0

I am trying my hands on Reinforcement/Deep-Q learning these days. And I started with a basic game of 'Snake'. With the help of this article: https://towardsdatascience.com/how-to-teach-an-ai-to-play-games-deep-reinforcement-learning-28f9b920440a Which I successfully trained to eat food. Now I want it to eat food in specific number of steps say '20', not more, not less. How will the reward system and Policy be changed for this? I have tried many things, with little to no result. For example I tried this:

 def set_reward(self, player, crash):
    self.reward = 0
    if crash:
        self.reward = -10
        return self.reward
    if player.eaten:
        self.reward = 20-abs(player.steps - 20)-player.penalty
        if (player.steps == 10):
            self.reward += 10 #-abs(player.steps - 20)
        else:
            player.penalty+=1
            print("Penalty:",player.penalty)

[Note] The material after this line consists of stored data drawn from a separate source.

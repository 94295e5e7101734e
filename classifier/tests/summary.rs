use {
  common::fixtures,
  txsim_classifier::{
    summarize_response,
    translate_error,
    WarningPresentation,
  },
  txsim_primitives::{Action, Severity, SimulationError},
};

mod common;

#[test]
fn clean_simulation() -> anyhow::Result<()> {
  let response = common::evm(fixtures::SWAP_ETH_FOR_DAI)?;
  let summary = summarize_response(&response);

  assert_eq!(summary.action, Action::None);
  assert!(summary.warnings.is_empty());
  assert!(!summary.has_critical_warnings);
  assert!(!summary.requires_interstitial());
  assert_eq!(summary.presentation(), WarningPresentation::None);
  assert_eq!(translate_error(response.error()), "");
  Ok(())
}

#[test]
fn single_non_critical_warning() -> anyhow::Result<()> {
  let response = common::evm(fixtures::ERC721_APPROVE_FOR_ALL)?;
  let summary = summarize_response(&response);

  assert_eq!(summary.action, Action::Warn);
  assert!(!summary.has_critical_warnings);
  assert!(!summary.is_flagged());
  match summary.presentation() {
    WarningPresentation::Inline(warning) => {
      assert_eq!(warning.kind, "UNLIMITED_ALLOWANCE_TO_NFTS");
      assert_eq!(warning.severity, Severity::Warning);
    }
    other => panic!("unexpected {other:?}"),
  }
  Ok(())
}

#[test]
fn blocked_and_reverted() -> anyhow::Result<()> {
  let response = common::evm(fixtures::REVERTED)?;
  let summary = summarize_response(&response);

  assert_eq!(summary.action, Action::Block);
  assert!(summary.has_critical_warnings);
  assert!(summary.requires_interstitial());
  assert!(summary.is_flagged());
  assert_eq!(summary.presentation(), WarningPresentation::Collapsible {
    count: 2,
    critical: true,
    title: "Unsafe action with risk of loss".into(),
  });

  // the provider message is replaced by the reverted literal
  assert_eq!(translate_error(response.error()), "TRANSACTION_REVERTED");
  Ok(())
}

#[test]
fn custom_error_messages() {
  let error = SimulationError {
    kind: "SIMULATION_TIMED_OUT".into(),
    human_readable_error: "Simulation timed out".into(),
  };
  assert_eq!(translate_error(Some(&error)), "Simulation timed out");
  assert_eq!(
    translate_error(Some(&SimulationError::default())),
    "UNKNOWN ERROR"
  );
}

#[test]
fn solana_warnings() -> anyhow::Result<()> {
  let summary = summarize_response(&common::svm(fixtures::SPL_NFT_SEND)?);
  assert_eq!(summary.action, Action::Warn);
  assert_eq!(summary.warnings.len(), 1);
  assert!(!summary.has_critical_warnings);
  Ok(())
}
mod display;
mod group;
mod strict;
mod summary;
mod translate;

pub use {
  display::{
    allowance_label,
    format_units,
    nft_label,
    reduce_address,
    stake_role_changes,
    verification_label,
    ApprovalView,
    ChangeView,
    Describe,
    RoleChange,
    StakeAuthorityView,
    StakeRole,
    TransferDirection,
    TransferView,
    DISPLAY_PRECISION,
  },
  group::{classify, Categorize, Category, GroupedChanges},
  strict::{classify_strict, Error as StrictError, Validate, Violation},
  summary::{
    is_url_warning,
    summarize_response,
    SimulationSummary,
    WarningPresentation,
    URL_WARNING_KINDS,
  },
  translate::{translate_error, TRANSACTION_REVERTED},
};
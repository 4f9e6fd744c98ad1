//! Allocation checks: incomplete allocation factors and processes whose
//! default allocation method has no factors to back it.

use std::collections::BTreeMap;

use serde::Serialize;
use tracing::{info, warn};

use crate::graph::{AllocationType, Graph, Process};
use crate::report::{optional_cell, TabularRecord};

#[derive(Debug, Clone, PartialEq, Eq, Serialize)]
pub struct AllocationFactorDefect {
    pub process_id: String,
    pub allocation_type: String,
    pub missing_components: Vec<String>,
    /// Position of the factor within the process's `allocationFactors`.
    pub factor_index: usize,
}

impl TabularRecord for AllocationFactorDefect {
    fn columns() -> &'static [&'static str] {
        &["process_id", "allocation_type", "missing_components", "factor_index"]
    }

    fn cells(&self) -> Vec<String> {
        vec![
            self.process_id.clone(),
            self.allocation_type.clone(),
            self.missing_components.join(", "),
            self.factor_index.to_string(),
        ]
    }
}

/// Factors without a `product`, and causal factors without an `exchange`.
pub fn find_faulty_allocation_factors(graph: &Graph) -> Vec<AllocationFactorDefect> {
    let mut defects = Vec::new();
    for (process_id, process) in graph.physical_processes() {
        for (index, factor) in process.allocation_factors.iter().enumerate() {
            let mut missing = Vec::new();
            if factor.product.is_none() {
                missing.push("product".to_string());
            }
            let is_causal = factor.allocation_type == Some(AllocationType::Causal);
            if is_causal && factor.exchange.is_none() {
                missing.push("exchange".to_string());
            }
            if missing.is_empty() {
                continue;
            }
            defects.push(AllocationFactorDefect {
                process_id: process_id.clone(),
                allocation_type: factor
                    .allocation_type
                    .as_ref()
                    .map_or("UNKNOWN_ALLOCATION", |kind| kind.as_str())
                    .to_string(),
                missing_components: missing,
                factor_index: index,
            });
        }
    }
    info!(found = defects.len(), "allocation factor scan complete");
    defects
}

/// Share recorded for one product under one allocation method.
#[derive(Debug, Clone, PartialEq)]
pub enum AllocationShare {
    /// Causal allocation: per exchange flow.
    Causal(BTreeMap<String, Option<f64>>),
    Whole(Option<f64>),
}

/// `allocationType -> productId -> share`.
pub type AllocationIndex = BTreeMap<String, BTreeMap<String, AllocationShare>>;

/// Index the allocation factors of `process`. Causal factors missing their
/// product or exchange flow id are skipped with a warning; other factors
/// without a product id are skipped silently.
pub fn allocation_index(process: &Process) -> AllocationIndex {
    let mut index = AllocationIndex::new();
    for factor in &process.allocation_factors {
        let Some(allocation_type) = factor.allocation_type.as_ref() else {
            continue;
        };
        if *allocation_type == AllocationType::Causal {
            let (Some(product), Some(flow)) = (factor.product_id(), factor.exchange_flow_id())
            else {
                warn!(
                    process_id = %process.id,
                    "skipping malformed CAUSAL_ALLOCATION factor"
                );
                continue;
            };
            let share = index
                .entry(allocation_type.as_str().to_string())
                .or_default()
                .entry(product.to_string())
                .or_insert_with(|| AllocationShare::Causal(BTreeMap::new()));
            if let AllocationShare::Causal(by_flow) = share {
                by_flow.insert(flow.to_string(), factor.value);
            }
        } else if let Some(product) = factor.product_id() {
            index
                .entry(allocation_type.as_str().to_string())
                .or_default()
                .insert(product.to_string(), AllocationShare::Whole(factor.value));
        }
    }
    index
}

#[derive(Debug, Clone, PartialEq, Eq, Serialize)]
pub struct UnallocatableProcess {
    pub process_id: String,
    pub process_name: Option<String>,
    pub default_method: String,
    pub available_methods: Vec<String>,
}

impl TabularRecord for UnallocatableProcess {
    fn columns() -> &'static [&'static str] {
        &["process_id", "process_name", "default_method", "available_methods"]
    }

    fn cells(&self) -> Vec<String> {
        vec![
            self.process_id.clone(),
            optional_cell(self.process_name.as_deref()),
            self.default_method.clone(),
            self.available_methods.join(", "),
        ]
    }
}

/// Physical processes with allocation factors whose default allocation method
/// has no factors of that type.
pub fn find_unallocatable_processes(graph: &Graph) -> Vec<UnallocatableProcess> {
    let mut defects = Vec::new();
    for (process_id, process) in graph.physical_processes() {
        if process.allocation_factors.is_empty() {
            continue;
        }
        let Some(default_method) = process.default_allocation_method.as_ref() else {
            continue;
        };
        let index = allocation_index(process);
        if index.contains_key(default_method.as_str()) {
            continue;
        }
        defects.push(UnallocatableProcess {
            process_id: process_id.clone(),
            process_name: process.name.clone(),
            default_method: default_method.as_str().to_string(),
            available_methods: index.keys().cloned().collect(),
        });
    }
    info!(found = defects.len(), "unallocatable process scan complete");
    defects
}

#[cfg(test)]
mod tests {
    use super::*;
    use crate::graph::{AllocationExchange, AllocationFactor, ProcessKind, Reference};

    fn causal(product: Option<&str>, flow: Option<&str>, value: f64) -> AllocationFactor {
        AllocationFactor {
            allocation_type: Some(AllocationType::Causal),
            product: product.map(Reference::with_id),
            exchange: flow.map(|flow| AllocationExchange {
                flow: Some(Reference::with_id(flow)),
                ..AllocationExchange::default()
            }),
            value: Some(value),
            ..AllocationFactor::default()
        }
    }

    #[test]
    fn causal_factors_index_by_product_then_flow() {
        let mut process = Process::new("p1", "refinery", ProcessKind::Multifunctional);
        process.allocation_factors = vec![
            causal(Some("gasoline"), Some("crude"), 0.6),
            causal(Some("gasoline"), Some("power"), 0.4),
            causal(None, Some("crude"), 0.1),
        ];

        let index = allocation_index(&process);
        let AllocationShare::Causal(by_flow) = &index["CAUSAL_ALLOCATION"]["gasoline"] else {
            panic!("expected causal share");
        };
        assert_eq!(by_flow.len(), 2);
        assert_eq!(by_flow["crude"], Some(0.6));
    }

    #[test]
    fn physical_factor_without_product_is_flagged_with_index() {
        let mut graph = Graph::default();
        let mut process = Process::new("p1", "refinery", ProcessKind::Process);
        process.allocation_factors = vec![
            causal(Some("gasoline"), Some("crude"), 1.0),
            AllocationFactor {
                allocation_type: Some(AllocationType::Physical),
                value: Some(1.0),
                ..AllocationFactor::default()
            },
            causal(Some("diesel"), None, 1.0),
        ];
        graph.insert_process(process);

        let defects = find_faulty_allocation_factors(&graph);
        assert_eq!(defects.len(), 2);
        assert_eq!(defects[0].factor_index, 1);
        assert_eq!(defects[0].missing_components, vec!["product"]);
        assert_eq!(defects[1].factor_index, 2);
        assert_eq!(defects[1].missing_components, vec!["exchange"]);
    }
}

Thank You. Here's is the program: https://github.com/maurock/snake-ga

Mohak Shukla
  • 77
  • 1
  • 7

1 Answers1

2

I would suggest this approach is problematic because despite changing your reward function you haven't included the number of steps in the observation space. The agent needs that information in the observation space to be able to differentiate at what point it should bump into the goal. As it stands, if your agent is next to the goal and all it has to do is turn right but all it's done so far is five moves, that is exactly the same observation as if it had done 19 moves. The point is you can't feed the agent the same state and expect it to make different actions because the agent doesn't see your reward function it only receives a reward based on state. Therefore you are contradicting the actions.

Think of when you come to the testing the agents performance. There is no longer a reward. All you are doing is passing the network a state and you are expecting it to choose different actions for the same state.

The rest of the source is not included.